1Weicht der bekannt gegebene Verwaltungsakt von der Aktenverfügung ab, so liegt i.d.R. ein Schreib- oder Übertragungsfehler vor, der gem. § 129 AO berichtigt werden kann. 2Sind die Voraussetzungen des § 129 AO nicht gegeben, hat die Finanzbehörde alle Möglichkeiten einer Rücknahme, des Widerrufs, der Aufhebung oder Änderung des Verwaltungsakts zu prüfen.

 

3.

1Bis zur Bekanntgabe wird der Verwaltungsakt nicht wirksam. 2Er kann daher bis zu diesem Zeitpunkt rückgängig gemacht oder abgeändert werden, ohne dass die Voraussetzungen der §§ 130, 131 AO oder der §§ 172 ff. AO vorliegen müssen.

 

4.

1Eine wirksame Bekanntgabe setzt voraus, dass der zum Erlass befugte Bedienstete diese veranlasst und dass er mit dem Willen handelt, den Bescheid bekannt zu geben (BFH-Urteil vom 24.11.1988, V R 123/83, BStBl 1989 II S. 344). 2Der Bekanntgabewille wird dadurch gebildet, dass der zeichnungsberechtigte Bedienstete die Aktenverfügung des Verwaltungsakts abschließend zeichnet und den Versand des Verwaltungsakts veranlasst oder dass die Bescheiderteilung in anderer Form abschließend veranlasst und die Versendung des Bescheids angewiesen wird.

 

5.

1Der Bekanntgabewille kann aufgegeben werden. 2Die Aufgabe des Willens der Finanzbehörde zur Bekanntgabe eines Verwaltungsakts führt aber nur dann zu dessen Unwirksamkeit, wenn der Wille aufgegeben wird, bevor der Bescheid den Herrschaftsbereich der Verwaltung verlassen hat; die Rechtzeitigkeit der Aufgabe des Bekanntgabewillens muss in den Akten hinreichend klar und eindeutig dokumentiert sein (BFH-Urteil vom 23.8.2000, X R 27/98, BStBl 2001 II S. 662). 3Der Empfänger des Verwaltungsakts ist unverzüglich schriftlich über die Aufgabe des Bekanntgabewillens zu unterrichten. 4Es ist unerheblich, wenn der Empfänger diese Mitteilung erst nach Zugang des Verwaltungsakts erhält. 5Der Aufgabe des Bekanntgabewillens kommt keine Bedeutung mehr zu, wenn der Verwaltungsakt den Herrschaftsbereich der Finanzbehörde bereits verlassen hat (BFH-Urteil vom 12.8.1996, VI R 18/94, BStBl II S. 627).

 

6.

1Unabhängig vom Zeitpunkt der Aufgabe des Bekanntgabewillens (vgl.
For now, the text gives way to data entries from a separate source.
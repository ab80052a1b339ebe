// 该文件是 Chewei （车位） 项目的一部分。
// src/frame.rs - 源图像帧与分类器输入张量定义
//
// 本文件根据 Apache 许可证第 2.0 版（以下简称“许可证”）授权使用；
// 除非遵守该许可证条款，否则您不得使用本文件。
// 您可通过以下网址获取许可证副本：
// http://www.apache.org/licenses/LICENSE-2.0
// 除非适用法律要求或书面同意，根据本许可协议分发的软件均按“原样”提供，
// 不附带任何形式的明示或暗示的保证或条件。
// 有关许可权限与限制的具体条款，请参阅本许可协议。
//
// Copyright (C) 2026 Johann Li <me@qinka.pro>, Wareless Group

use std::path::PathBuf;

use image::RgbImage;
use thiserror::Error;

const RGB_CHANNELS: usize = 3;

/// 分类器默认输入宽度
pub const CLASSIFIER_INPUT_W: u32 = 96;
/// 分类器默认输入高度
pub const CLASSIFIER_INPUT_H: u32 = 96;

/// 一张待处理的源图像，加载后不再修改
#[derive(Debug, Clone)]
pub struct ImageFrame {
  /// 图像标识（源文件名）
  pub image_id: String,
  /// 源文件路径
  pub path: PathBuf,
  pub image: RgbImage,
}

impl ImageFrame {
  pub fn new(image_id: impl Into<String>, path: impl Into<PathBuf>, image: RgbImage) -> Self {
    Self {
      image_id: image_id.into(),
      path: path.into(),
      image,
    }
  }

  pub fn width(&self) -> u32 {
    self.image.width()
  }

  pub fn height(&self) -> u32 {
    self.image.height()
  }
}

#[derive(Error, Debug, PartialEq, Eq)]
pub enum FrameShapeError {
  #[error("数据长度不匹配: 期望长度 {expected}, 实际长度 {actual}")]
  LengthMismatch { expected: usize, actual: usize },
  #[error("图像尺寸不匹配: 期望 {expected:?}, 实际 {actual:?}")]
  SizeMismatch {
    expected: (u32, u32),
    actual: (u32, u32),
  },
}

/// 车位裁剪张量：NHWC 排列，尺寸固定为 W x H，各通道取值位于 [0, 1]
#[derive(Debug, Clone, PartialEq)]
pub struct SlotCrop<const W: u32, const H: u32> {
  data: Box<[f32]>,
}

impl<const W: u32, const H: u32> SlotCrop<W, H> {
  pub const LEN: usize = RGB_CHANNELS * (W as usize) * (H as usize);

  pub fn height(&self) -> usize {
    H as usize
  }

  pub fn width(&self) -> usize {
    W as usize
  }

  pub fn as_nhwc(&self) -> &[f32] {
    &self.data
  }

  pub fn pixel(&self, x: u32, y: u32) -> Option<[f32; 3]> {
    if x >= W || y >= H {
      return None;
    }
    let idx = ((y as usize) * (W as usize) + (x as usize)) * RGB_CHANNELS;
    Some([self.data[idx], self.data[idx + 1], self.data[idx + 2]])
  }

  /// 将已缩放到 W x H 的图像按通道归一化到 [0, 1]
  pub fn normalize(image: &RgbImage) -> Result<Self, FrameShapeError> {
    if image.dimensions() != (W, H) {
      return Err(FrameShapeError::SizeMismatch {
        expected: (W, H),
        actual: image.dimensions(),
      });
    }

    let data: Vec<f32> = image
      .as_raw()
      .iter()
      .map(|&value| f32::from(value) / 255.0)
      .collect();
    Self::try_from(data)
  }
}

impl<const W: u32, const H: u32> TryFrom<Vec<f32>> for SlotCrop<W, H> {
  type Error = FrameShapeError;

  fn try_from(data: Vec<f32>) -> Result<Self, Self::Error> {
    if data.len() != Self::LEN {
      return Err(FrameShapeError::LengthMismatch {
        expected: Self::LEN,
        actual: data.len(),
      });
    }

    Ok(Self {
      data: data.into_boxed_slice(),
    })
  }
}

#[cfg(test)]
mod tests {
  use super::*;
  use image::Rgb;

  #[test]
  fn normalize_scales_channels_into_unit_range() {
    let image = RgbImage::from_fn(4, 2, |x, _| if x == 0 { Rgb([0, 128, 255]) } else { Rgb([255, 255, 255]) });
    let crop = SlotCrop::<4, 2>::normalize(&image).unwrap();

    assert_eq!(crop.as_nhwc().len(), SlotCrop::<4, 2>::LEN);
    let first = crop.pixel(0, 0).unwrap();
    assert_eq!(first[0], 0.0);
    assert!((first[1] - 128.0 / 255.0).abs() < 1e-6);
    assert_eq!(first[2], 1.0);
    assert!(crop.as_nhwc().iter().all(|v| (0.0..=1.0).contains(v)));
    assert_eq!(crop.pixel(4, 0), None);
  }

  #[test]
  fn normalize_rejects_wrong_size() {
    let image = RgbImage::new(3, 3);
    let err = SlotCrop::<4, 4>::normalize(&image).unwrap_err();
    assert_eq!(
      err,
      FrameShapeError::SizeMismatch {
        expected: (4, 4),
        actual: (3, 3)
      }
    );
  }

  #[test]
  fn try_from_checks_length() {
    assert!(SlotCrop::<2, 2>::try_from(vec![0.5; 12]).is_ok());
    assert_eq!(
      SlotCrop::<2, 2>::try_from(vec![0.5; 11]).unwrap_err(),
      FrameShapeError::LengthMismatch {
        expected: 12,
        actual: 11
      }
    );
  }
}
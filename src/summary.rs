// 该文件是 Chewei （车位） 项目的一部分。
// src/summary.rs - 单图与整批汇总记录
//
// 本文件根据 Apache 许可证第 2.0 版（以下简称“许可证”）授权使用；
// 除非遵守该许可证条款，否则您不得使用本文件。
// 您可通过以下网址获取许可证副本：
// http://www.apache.org/licenses/LICENSE-2.0
// 除非适用法律要求或书面同意，根据本许可协议分发的软件均按“原样”提供，
// 不附带任何形式的明示或暗示的保证或条件。
// 有关许可权限与限制的具体条款，请参阅本许可协议。
//
// Copyright (C) 2026 Johann Li <me@qinka.pro>, Wareless Group

use chrono::{DateTime, Utc};
use serde::Serialize;

use crate::{cascade::DropStats, config::CascadeConfig, occupancy::SlotResult};

/// 单张图像的汇总，字段顺序即导出列顺序
#[derive(Debug, Clone, PartialEq, Eq, Serialize)]
pub struct ImageSummary {
  pub image_id: String,
  pub total_slots: usize,
  pub occupied_count: usize,
  pub empty_count: usize,
}

impl ImageSummary {
  pub fn new(image_id: impl Into<String>, occupied_count: usize, empty_count: usize) -> Self {
    Self {
      image_id: image_id.into(),
      total_slots: occupied_count + empty_count,
      occupied_count,
      empty_count,
    }
  }

  pub fn from_slots(image_id: impl Into<String>, slots: &[SlotResult]) -> Self {
    let occupied = slots.iter().filter(|slot| slot.is_occupied()).count();
    Self::new(image_id, occupied, slots.len() - occupied)
  }
}

/// 按处理顺序追加的整批汇总
#[derive(Debug, Clone, Default, PartialEq, Eq, Serialize)]
#[serde(transparent)]
pub struct CorpusSummary {
  images: Vec<ImageSummary>,
}

impl CorpusSummary {
  pub fn push(&mut self, summary: ImageSummary) {
    self.images.push(summary);
  }

  pub fn len(&self) -> usize {
    self.images.len()
  }

  pub fn is_empty(&self) -> bool {
    self.images.is_empty()
  }

  pub fn iter(&self) -> std::slice::Iter<'_, ImageSummary> {
    self.images.iter()
  }

  pub fn total_slots(&self) -> usize {
    self.images.iter().map(|s| s.total_slots).sum()
  }

  pub fn occupied_count(&self) -> usize {
    self.images.iter().map(|s| s.occupied_count).sum()
  }

  pub fn empty_count(&self) -> usize {
    self.images.iter().map(|s| s.empty_count).sum()
  }
}

impl<'a> IntoIterator for &'a CorpusSummary {
  type Item = &'a ImageSummary;
  type IntoIter = std::slice::Iter<'a, ImageSummary>;

  fn into_iter(self) -> Self::IntoIter {
    self.images.iter()
  }
}

/// 整批运行计数
#[derive(Debug, Default, Clone, Copy, PartialEq, Eq, Serialize)]
pub struct RunStats {
  pub images_processed: usize,
  pub images_skipped: usize,
  pub detections: usize,
  pub degenerate_regions: usize,
  pub unclassifiable_regions: usize,
}

impl RunStats {
  /// 合并一张已完成图像的丢弃计数
  pub fn record_drops(&mut self, drops: &DropStats) {
    self.detections += drops.detections;
    self.degenerate_regions += drops.degenerate;
    self.unclassifiable_regions += drops.unclassifiable;
  }
}

impl std::fmt::Display for RunStats {
  fn fmt(&self, f: &mut std::fmt::Formatter<'_>) -> std::fmt::Result {
    write!(
      f,
      "已处理图像 {}, 跳过图像 {}, 检测区域 {}, 丢弃区域: 裁剪为空 {}, 无法分类 {}",
      self.images_processed,
      self.images_skipped,
      self.detections,
      self.degenerate_regions,
      self.unclassifiable_regions
    )
  }
}

/// 一次批处理的完整报告
#[derive(Debug, Clone, Serialize)]
pub struct RunReport {
  pub started_at: DateTime<Utc>,
  pub finished_at: DateTime<Utc>,
  pub config: CascadeConfig,
  pub stats: RunStats,
  /// 收到中断信号而提前结束
  pub interrupted: bool,
  pub images: CorpusSummary,
}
AEAO zu § 124, Nr. 5) wird ein Verwaltungsakt aber auch dann nicht wirksam, wenn die Finanzbehörde dem Empfänger vor oder spätestens mit der Bekanntgabe des Verwaltungsakts mitteilt, dieser Bescheid solle nicht gelten (vgl. BFH-Urteil vom 28.5.2009, III R 84/06, BStBl II S. 949). 2Wurde der Verwaltungsakt mit einfachem Brief versandt, ist ein solcher Widerruf auch dann bis zum Ablauf des nach § 122 Abs. 2 AO fingierten Bekanntgabetages möglich, wenn der Verwaltungsakt dem Empfänger tatsächlich früher zugegangen sein sollte (vgl. BFH-Urteil vom 18.8.2009, X R 25/06, BStBl II S. 965). 3Der Widerruf bedarf nicht der Schriftform, er muss aber in den Akten hinreichend klar und eindeutig dokumentiert sein.